My emails are going to spam. I have setup RDNS. Please help more

kaon

Verified User
Joined
Aug 7, 2008
Messages
42
Hello All,

I have a constant problem that emails are sent into spam using this message:

PHP:
spf=softfail (google.com: domain of transitioning [email protected] does not designate 2a01:4b0:2002:2222::5 as permitted sender) 
[email protected]

I am getting this error when i check in the testing tools
PHP:
PTR record exists (host2.hostname.com) but does not point back to mail.domain.com

Now I am on a server where there are several domains hosted. It is my own server but with 6 domains.
But i dont know how to fix this issue.
RDNS points to the hostname which is not same as mailing domain name.


Please help.
I am really frustrated and clueless.

I am highly obliged.
 
Your forward and reverse dns need to match. The ip you are sending email as has to match the smtp banner or the hostname that the mail server replys to when you connect to it.
 
Your forward and reverse dns need to match. The ip you are sending email as has to match the smtp banner or the hostname that the mail server replys to when you connect to it.

Thanks for your reply.
My friend this is the part i am stuck with.

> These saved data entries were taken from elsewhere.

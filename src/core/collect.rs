//! Turns an [`OutputSet`] into exportable items and checks that every
//! derived variable name has exactly one origin.

use serde::Serialize;
use serde_json::Value;
use std::collections::BTreeMap;

use crate::diagnostics::Diagnostics;
use crate::error::{Error, Result};
use crate::loader::{type_name, OutputSet};
use crate::normalize::normalize;

/// Derived name to the `group.key` it came from.
pub type NameMapping = BTreeMap<String, String>;

/// Derived name to every `group.key` that produced it, in input order.
pub type CollisionSet = BTreeMap<String, Vec<String>>;

/// One accepted scalar output.
#[derive(Debug, Clone, PartialEq, Serialize)]
#[serde(rename_all = "camelCase")]
pub struct ExportItem {
    pub group: String,
    pub key: String,
    pub derived_name: String,
    /// Original scalar; stringified when rendered.
    pub value: Value,
}

impl ExportItem {
    pub fn origin(&self) -> String {
        origin(&self.group, &self.key)
    }
}

#[derive(Debug, Clone, Default, PartialEq, Serialize)]
#[serde(rename_all = "camelCase")]
pub struct Collection {
    pub items: Vec<ExportItem>,
    pub mapping: NameMapping,
}

fn origin(group: &str, key: &str) -> String {
    format!("{}.{}", group, key)
}

/// Walk every `(group, key, value)` triple.
///
/// Non-object groups and object/array values are skipped with a warning.
/// All collisions are gathered before failing, so one run reports every
/// clash, each as an error record listing its origins.
pub fn collect(outputs: &OutputSet, diagnostics: &mut Diagnostics) -> Result<Collection> {
    let mut collection = Collection::default();
    let mut collisions = CollisionSet::new();

    for (group, entries) in outputs {
        let entries = match entries {
            Value::Object(entries) => entries,
            other => {
                diagnostics.warn(
                    group.clone(),
                    format!(
                        "Skipping group '{}': expected an object of outputs, found {}",
                        group,
                        type_name(other)
                    ),
                );
                continue;
            }
        };

        for (key, value) in entries {
            if matches!(value, Value::Array(_) | Value::Object(_)) {
                diagnostics.warn(
                    origin(group, key),
                    format!(
                        "Skipping {}: {} values cannot be exported",
                        origin(group, key),
                        type_name(value)
                    ),
                );
                continue;
            }

            let derived_name = normalize(group, key)?;
            let item_origin = origin(group, key);

            if let Some(first) = collection.mapping.get(&derived_name) {
                collisions
                    .entry(derived_name)
                    .or_insert_with(|| vec![first.clone()])
                    .push(item_origin);
                continue;
            }

            diagnostics.debug(format!("{} -> {}", item_origin, derived_name));
            collection
                .mapping
                .insert(derived_name.clone(), item_origin);
            collection.items.push(ExportItem {
                group: group.clone(),
                key: key.clone(),
                derived_name,
                value: value.clone(),
            });
        }
    }

    if !collisions.is_empty() {
        for (name, origins) in &collisions {
            diagnostics.error(
                name.clone(),
                format!("{} is produced by: {}", name, origins.join(", ")),
            );
        }
        return Err(Error::name_collision(collisions));
    }

    Ok(collection)
}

The emails are going from mail.domain1.com (there are 6 domains on the directadmin server domain1.com, domain2.com etc.) but the server hosting name is host2.hostname.com which does not match mail.domain1.com

The RDNS with the ISP (hosting provider) for the ip address is set to host2.hostname.com

Every company in the world has one server with hundreds of domains, so i am sure there is a way to match it. I just dont know how to setup my configuration to get over this issue.
 
The problem is most likely that your SPF records have a IP4 sender, but for instance the servers from Google also accept email from IPv6. When that happens your SPF record fails and the email is thrown into spam.

First check your SPF records: http://www.microsoft.com/mscorp/safety/content/technologies/senderid/wizard/default.aspx

Then disable ipv6 in exim by adding disable_ipv6 = true to the exim.conf

Also then check your mailserver health by running smtp:domain.com on mxtoolbox.com, it will give you several pointers on where to look for problems.
 
Oh and regarding your question about the banner that exim gives. It gives the hostname when the server was created.

For instance we always do vps1.domain.com when the domain is generated, and on domain.com we set the subdomain vps1 to redirect to the server ip. For all the domains on that server the transaction will be on vps1.domain.com so everything is always ok.
 
Oh and regarding your question about the banner that exim gives. It gives the hostname when the server was created.
On DirectAdmin-based servers, by default the banner (hostname) is checked each time an email is transported.

Search exim.conf for primary_hostname. by default it's commented out and left blank. Here's the documentation for setting your own hostname; not found in the distributed exim.conf file, but in my documentation for my SpamBlocker exim.conf file:
Specify your host's canonical name here. This should normally be the fully qualified "official" name of your host. If this option is not set, the uname() function is called to obtain the name. In many cases this does the right thing and you need not set anything explicitly.